Chatsworth Charter High School is a charter secondary school located in Chatsworth in the San Fernando Valley of Los Angeles, California, United States. The school operates in the Los Angeles Unified School District.

== History ==
The campus was built with one-story buildings around a central quad as land was inexpensive and an open, outdoor feeling was consistent with the area. The administration building anchors the southeast end of the quad, while the cafeteria and auditorium anchor the northwest end. Athletics are on the other side of the internal roadway.

== Academics ==
According to U.S. News & World Report for the 2025–26 school year, Chatsworth ranked 6,598th in America, 793rd in California, and 77th in the Los Angeles Unified School District. 43% of students participate in AP courses, with 25% of students passing at least one AP exam. The graduation rate is 98%.

==Activities==
Chatsworth's Chancellor band was the last LAUSD band to go to the Pasadena Tournament of Roses Parade, January 1, 1969, as the system of selecting a school's band was changed to selecting players from each band. Although the Chatsworth band itself couldn't march as a whole through the Pasadena Tournament of Roses parade, the band still promoted its members through the Los Angeles Unified School District All District High school honor band. More recently, multiple students from the Chatsworth Chancellor band have auditioned and made it in the Los Angeles Unified School District All District High School honor band.

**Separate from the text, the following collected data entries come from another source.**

#[cfg(test)]
mod tests {
    use super::*;

    #[test]
    fn no_build_command_is_skipped_and_succeeds() {
        let result = futures_skip(run_build(None, Path::new("."), Duration::from_secs(1), CancellationToken::new()));
        assert!(matches!(result, BuildResult::Skipped { .. }));
        assert!(result.success());
    }

    #[tokio::test]
    async fn build_failure_captures_stderr_tail() {
        let result = run_build(
            Some("echo boom 1>&2; exit 2"),
            Path::new("."),
            Duration::from_secs(5),
            CancellationToken::new(),
        )
        .await
        .unwrap();
        match result {
            BuildResult::Failed { exit_code, stderr_tail } => {
                assert_eq!(exit_code, 2);
                assert!(stderr_tail.contains("boom"));
            }
            other => panic!("expected Failed, got {other:?}"),
        }
    }

    #[tokio::test]
    async fn greenfield_project_skips_tests() {
        let analysis = ProjectAnalysis {
            greenfield: true,
            ..Default::default()
        };
        let result = run_test(
            Some("exit 1"),
            &analysis,
            Path::new("."),
            Duration::from_secs(1),
            CancellationToken::new(),
        )
        .await
        .unwrap();
        assert!(matches!(result, TestResult::Skipped { .. }));
    }

    #[test]
    fn parse_failures_handles_go_style_fail_blocks() {
        let text = "--- FAIL: TestFoo\nfoo_test.go:12: expected true, got false\nPASS\n";
        let failures = parse_failures(text);
        assert_eq!(failures.len(), 1);
        assert_eq!(failures[0].name.as_deref(), Some("TestFoo"));
        assert!(failures[0].message.contains("expected true"));
    }

    #[test]
    fn parse_failures_handles_generic_fallback() {
        let text = "FAIL: something broke\n";
        let failures = parse_failures(text);
        assert_eq!(failures.len(), 1);
        assert_eq!(failures[0].name, None);
        assert_eq!(failures[0].message, "something broke");
    }

    #[test]
    fn tdd_regression_law_no_regression_when_baseline_already_failing() {
        let mut baseline = TestBaseline::new();
        baseline.insert("X".to_string(), TestOutcome::Pass);
        baseline.insert("Y".to_string(), TestOutcome::Fail);

        let test = TestResult::Failed {
            exit_code: 1,
            failures: vec![
                TestFailure { name: Some("Y".to_string()), message: "".to_string() },
                TestFailure { name: Some("Z".to_string()), message: "".to_string() },
            ],
            passed: Vec::new(),
            duration: Duration::from_secs(1),
        };

        let gate = apply_policy(BuildResult::Succeeded, test, TestMode::Tdd, &baseline);
        assert!(gate.passed);
        assert!(gate.regressed.is_empty());
    }

    #[test]
    fn tdd_regression_law_fails_when_baseline_passing_test_now_fails() {
        let mut baseline = TestBaseline::new();
        baseline.insert("X".to_string(), TestOutcome::Pass);
        baseline.insert("Y".to_string(), TestOutcome::Fail);

        let test = TestResult::Failed {
            exit_code: 1,
            failures: vec![TestFailure {
                name: Some("X".to_string()),
                message: "".to_string(),
            }],
            passed: Vec::new(),
            duration: Duration::from_secs(1),
        };

        let gate = apply_policy(BuildResult::Succeeded, test, TestMode::Tdd, &baseline);
        assert!(!gate.passed);
        assert_eq!(gate.regressed, vec!["X".to_string()]);
    }

    #[test]
    fn gate_mode_fails_on_any_failure() {
        let baseline = TestBaseline::new();
        let test = TestResult::Failed {
            exit_code: 1,
            failures: vec![TestFailure {
                name: Some("Z".to_string()),
                message: "".to_string(),
            }],
            passed: Vec::new(),
            duration: Duration::from_secs(1),
        };
        let gate = apply_policy(BuildResult::Succeeded, test, TestMode::Gate, &baseline);
        assert!(!gate.passed);
    }

    #[test]
    fn report_mode_never_fails() {
        let baseline = TestBaseline::new();
        let test = TestResult::Failed {
            exit_code: 1,
            failures: vec![TestFailure {
                name: Some("Z".to_string()),
                message: "".to_string(),
            }],
            passed: Vec::new(),
            duration: Duration::from_secs(1),
        };
        let gate = apply_policy(BuildResult::Succeeded, test, TestMode::Report, &baseline);
        assert!(gate.passed);
    }

    #[test]
    fn parse_passes_extracts_go_style_pass_names() {
        let text = "--- PASS: TestFoo\n--- FAIL: TestBar\nbar_test.go:3: nope\nPASS\n";
        let passed = parse_passes(text);
        assert_eq!(passed, vec!["TestFoo".to_string()]);
    }

    #[test]
    fn update_baseline_captures_both_passes_and_failures() {
        let mut baseline = TestBaseline::new();
        let test = TestResult::Failed {
            exit_code: 1,
            failures: vec![TestFailure {
                name: Some("TestBar".to_string()),
                message: "nope".to_string(),
            }],
            passed: vec!["TestFoo".to_string()],
            duration: Duration::from_secs(1),
        };

        update_baseline(&mut baseline, &test);
        assert_eq!(baseline.get("TestFoo"), Some(&TestOutcome::Pass));
        assert_eq!(baseline.get("TestBar"), Some(&TestOutcome::Fail));
    }

    #[test]
    fn a_baseline_pass_later_failing_is_flagged_a_regression() {
        let mut baseline = TestBaseline::new();
        update_baseline(
            &mut baseline,
            &TestResult::Succeeded {
                total: 1,
                passed: vec!["TestFoo".to_string()],
            },
        );
        assert_eq!(baseline.get("TestFoo"), Some(&TestOutcome::Pass));

        let test = TestResult::Failed {
            exit_code: 1,
            failures: vec![TestFailure {
                name: Some("TestFoo".to_string()),
                message: "broke".to_string(),
            }],
            passed: Vec::new(),
            duration: Duration::from_secs(1),
        };
        let gate = apply_policy(BuildResult::Succeeded, test.clone(), TestMode::Tdd, &baseline);
        assert!(!gate.passed);
        assert_eq!(gate.regressed, vec!["TestFoo".to_string()]);

        update_baseline(&mut baseline, &test);
        assert_eq!(baseline.get("TestFoo"), Some(&TestOutcome::Fail));
    }

    #[test]
    fn failed_build_short_circuits_the_gate() {
        let build = BuildResult::Failed {
            exit_code: 1,
            stderr_tail: "nope".to_string(),
        };
        let gate = apply_policy(build, TestResult::Skipped { reason: "n/a".to_string() }, TestMode::Tdd, &TestBaseline::new());
        assert!(!gate.passed);
    }

    /// Drives a `Future` that's `tokio`-free to completion for a sync test;
    /// `run_build(None, ..)` never awaits the runtime, only the
    /// immediate-return branch, so a tiny manual block-on suffices.
    fn futures_skip<F: std::future::Future>(f: F) -> F::Output {
        let rt = tokio::runtime::Builder::new_current_thread()
            .build()
            .unwrap();
        rt.block_on(f)
    }
}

Chatsworth's Drama Department participates in Fall and Shakespeare DTASC Festivals every year, earning recognition in acting and technical design. The department puts on a production every year and is Thespian Troupe #2314 in the National Honor Thespian Society. Many notable artists are alumni of Chatsworth High School's Drama Department, including Val Kilmer, Mare Winningham and Kevin Spacey. Spacey co-produced the 2011 documentary Shakespeare High, which features Chatsworth's Drama Department.

The film program participates in multiple youth film festivals, some including but not limited to, Mitchell Englander's Making Movies that Matter Festival, CSPAN's Student Cam annual national video documentary competition, and Directing Change's festival. In 2020, three students from the Chatsworth film Program won an honorable mention award in the Directing Change's Festival under the Suicide Prevention Category. The program was run by David Massey, an academy award-nominated filmmaker, from 1994 to 2019, retiring in his 25th year as a teacher.

Meet the Teams - FIRST Hall of Fame Chatsworth High School's Robotics Team 22, known as "Double Deuce," is a prestigious member of the FIRST Robotics Competition (FRC) Hall of Fame, earning this honor in 2001. Based in Chatsworth, California, the team was recognized for excellence and leadership in the FIRST community.

Key Details for Team 22 - Double Deuce: Hall of Fame Induction: 2001

Location: Chatsworth High School, Chatsworth, California.

Competition: FIRST Robotics Competition (FRC).

Significance: The Hall of Fame recognizes teams that have won the Chairman's Award (now known as the FIRST Impact Award), which is the highest honor in FRC, recognizing sustained excellence and impact on the community.

The team has a long history in robotics, with documented competition records dating back to the late 1990s and recently re-established in 2025

== Athletics ==
Between 1989 and 1993 the Women's Soccer team were undefeated winning CIF Championships each year.
In 2003 and 2004, the Chatsworth High School baseball team was ranked first in the Baseball America/National High School Baseball Coaches Association Top 50 poll. In 2007, Chatsworth High players Matt Dominguez (baseball) and Mike Moustakas were selected in the first round of the 2007 Major League Baseball draft. Chatsworth High is one of only seven schools to have produced two first round draft picks in the same year. Other notable players to have played at Chatsworth High School include: Josh Ravin, Dwight Evans, Bobby Mitchell, Andre David, and Bryan Petersen. Evans is the namesake of Chatsworth's football stadium.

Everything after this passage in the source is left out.